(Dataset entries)
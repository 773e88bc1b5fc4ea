// ============================================================================
// Complex Value
// Complex numbers over exact decimals
// ============================================================================

use crate::numeric::{AlgebraResult, DecimalValue};
use std::fmt;

#[cfg(feature = "serde")]
use serde::{Deserialize, Serialize};

/// Immutable complex number `real + imaginary·i`.
///
/// All arithmetic is carried out by the decimal engine. A value built here
/// stays complex even when its imaginary part is zero; only
/// [`Value::complex`](crate::dispatch::Value::complex) collapses to a
/// decimal, and only at construction time.
#[derive(Debug, Clone, PartialEq, Eq, Hash)]
#[cfg_attr(feature = "serde", derive(Serialize, Deserialize))]
pub struct ComplexValue {
    real: DecimalValue,
    imaginary: DecimalValue,
}

impl ComplexValue {
    pub fn new(real: impl Into<DecimalValue>, imaginary: impl Into<DecimalValue>) -> Self {
        Self {
            real: real.into(),
            imaginary: imaginary.into(),
        }
    }

    #[inline]
    pub fn real(&self) -> &DecimalValue {
        &self.real
    }

    #[inline]
    pub fn imaginary(&self) -> &DecimalValue {
        &self.imaginary
    }

    #[inline]
    pub fn is_zero(&self) -> bool {
        self.real.is_zero() && self.imaginary.is_zero()
    }

    /// `real - imaginary·i`
    pub fn conjugate(&self) -> Self {
        Self::new(self.real.clone(), self.imaginary.negated())
    }

    pub fn negated(&self) -> Self {
        Self::new(self.real.negated(), self.imaginary.negated())
    }

    // ========================================================================
    // Complex Operands
    // ========================================================================

    pub fn add(&self, other: &Self) -> Self {
        Self::new(
            self.real.add(&other.real),
            self.imaginary.add(&other.imaginary),
        )
    }

    pub fn subtract(&self, other: &Self) -> Self {
        Self::new(
            self.real.subtract(&other.real),
            self.imaginary.subtract(&other.imaginary),
        )
    }

    /// `(a + bi)(c + di) = (ac - bd) + (ad + bc)i`
    pub fn multiply(&self, other: &Self) -> Self {
        let (a, b) = (&self.real, &self.imaginary);
        let (c, d) = (&other.real, &other.imaginary);
        Self::new(
            a.multiply(c).subtract(&b.multiply(d)),
            a.multiply(d).add(&b.multiply(c)),
        )
    }

    /// `(a + bi) / (c + di) = ((ac + bd) + (bc - ad)i) / (c² + d²)`
    ///
    /// # Errors
    /// Returns `DivisionByZero` if `other` is zero.
    pub fn divide(&self, other: &Self) -> AlgebraResult<Self> {
        let (a, b) = (&self.real, &self.imaginary);
        let (c, d) = (&other.real, &other.imaginary);
        let denominator = c.multiply(c).add(&d.multiply(d));

        let real = a.multiply(c).add(&b.multiply(d)).divide(&denominator)?;
        let imaginary = b.multiply(c).subtract(&a.multiply(d)).divide(&denominator)?;
        Ok(Self::new(real, imaginary))
    }

    // ========================================================================
    // Decimal Operands
    // ========================================================================

    /// Adds to the real component only.
    pub fn add_decimal(&self, other: &DecimalValue) -> Self {
        Self::new(self.real.add(other), self.imaginary.clone())
    }

    /// Subtracts from the real component only.
    pub fn subtract_decimal(&self, other: &DecimalValue) -> Self {
        Self::new(self.real.subtract(other), self.imaginary.clone())
    }

    pub fn multiply_decimal(&self, other: &DecimalValue) -> Self {
        self.multiply(&Self::from(other.clone()))
    }

    /// # Errors
    /// Returns `DivisionByZero` if `other` is zero.
    pub fn divide_decimal(&self, other: &DecimalValue) -> AlgebraResult<Self> {
        self.divide(&Self::from(other.clone()))
    }
}

impl From<DecimalValue> for ComplexValue {
    #[inline]
    fn from(real: DecimalValue) -> Self {
        Self::new(real, DecimalValue::zero())
    }
}

impl fmt::Display for ComplexValue {
    fn fmt(&self, f: &mut fmt::Formatter<'_>) -> fmt::Result {
        write!(f, "{} + {}i", self.real, self.imaginary)
    }
}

Instructions for the task: Set down each entry exactly as it appears above.

Answer section:
repository 773e88bc1b5fc4ea
// ============================================================================
// Complex Value
// Complex numbers over exact decimals
// ============================================================================

use crate::numeric::{AlgebraResult, DecimalValue};
use std::fmt;

#[cfg(feature = "serde")]
use serde::{Deserialize, Serialize};

/// Immutable complex number `real + imaginary·i`.
///
/// All arithmetic is carried out by the decimal engine. A value built here
/// stays complex even when its imaginary part is zero; only
/// [`Value::complex`](crate::dispatch::Value::complex) collapses to a
/// decimal, and only at construction time.
#[derive(Debug, Clone, PartialEq, Eq, Hash)]
#[cfg_attr(feature = "serde", derive(Serialize, Deserialize))]
pub struct ComplexValue {
    real: DecimalValue,
    imaginary: DecimalValue,
}

impl ComplexValue {
    pub fn new(real: impl Into<DecimalValue>, imaginary: impl Into<DecimalValue>) -> Self {
        Self {
            real: real.into(),
            imaginary: imaginary.into(),
        }
    }

    #[inline]
    pub fn real(&self) -> &DecimalValue {
        &self.real
    }

    #[inline]
    pub fn imaginary(&self) -> &DecimalValue {
        &self.imaginary
    }

    #[inline]
    pub fn is_zero(&self) -> bool {
        self.real.is_zero() && self.imaginary.is_zero()
    }

    /// `real - imaginary·i`
    pub fn conjugate(&self) -> Self {
        Self::new(self.real.clone(), self.imaginary.negated())
    }

    pub fn negated(&self) -> Self {
        Self::new(self.real.negated(), self.imaginary.negated())
    }

    // ========================================================================
    // Complex Operands
    // ========================================================================

    pub fn add(&self, other: &Self) -> Self {
        Self::new(
            self.real.add(&other.real),
            self.imaginary.add(&other.imaginary),
        )
    }

    pub fn subtract(&self, other: &Self) -> Self {
        Self::new(
            self.real.subtract(&other.real),
            self.imaginary.subtract(&other.imaginary),
        )
    }

    /// `(a + bi)(c + di) = (ac - bd) + (ad + bc)i`
    pub fn multiply(&self, other: &Self) -> Self {
        let (a, b) = (&self.real, &self.imaginary);
        let (c, d) = (&other.real, &other.imaginary);
        Self::new(
            a.multiply(c).subtract(&b.multiply(d)),
            a.multiply(d).add(&b.multiply(c)),
        )
    }

    /// `(a + bi) / (c + di) = ((ac + bd) + (bc - ad)i) / (c² + d²)`
    ///
    /// # Errors
    /// Returns `DivisionByZero` if `other` is zero.
    pub fn divide(&self, other: &Self) -> AlgebraResult<Self> {
        let (a, b) = (&self.real, &self.imaginary);
        let (c, d) = (&other.real, &other.imaginary);
        let denominator = c.multiply(c).add(&d.multiply(d));

        let real = a.multiply(c).add(&b.multiply(d)).divide(&denominator)?;
        let imaginary = b.multiply(c).subtract(&a.multiply(d)).divide(&denominator)?;
        Ok(Self::new(real, imaginary))
    }

    // ========================================================================
    // Decimal Operands
    // ========================================================================

    /// Adds to the real component only.
    pub fn add_decimal(&self, other: &DecimalValue) -> Self {
        Self::new(self.real.add(other), self.imaginary.clone())
    }

    /// Subtracts from the real component only.
    pub fn subtract_decimal(&self, other: &DecimalValue) -> Self {
        Self::new(self.real.subtract(other), self.imaginary.clone())
    }

    pub fn multiply_decimal(&self, other: &DecimalValue) -> Self {
        self.multiply(&Self::from(other.clone()))
    }

    /// # Errors
    /// Returns `DivisionByZero` if `other` is zero.
    pub fn divide_decimal(&self, other: &DecimalValue) -> AlgebraResult<Self> {
        self.divide(&Self::from(other.clone()))
    }
}

impl From<DecimalValue> for ComplexValue {
    #[inline]
    fn from(real: DecimalValue) -> Self {
        Self::new(real, DecimalValue::zero())
    }
}

impl fmt::Display for ComplexValue {
    fn fmt(&self, f: &mut fmt::Formatter<'_>) -> fmt::Result {
        write!(f, "{} + {}i", self.real, self.imaginary)
    }
}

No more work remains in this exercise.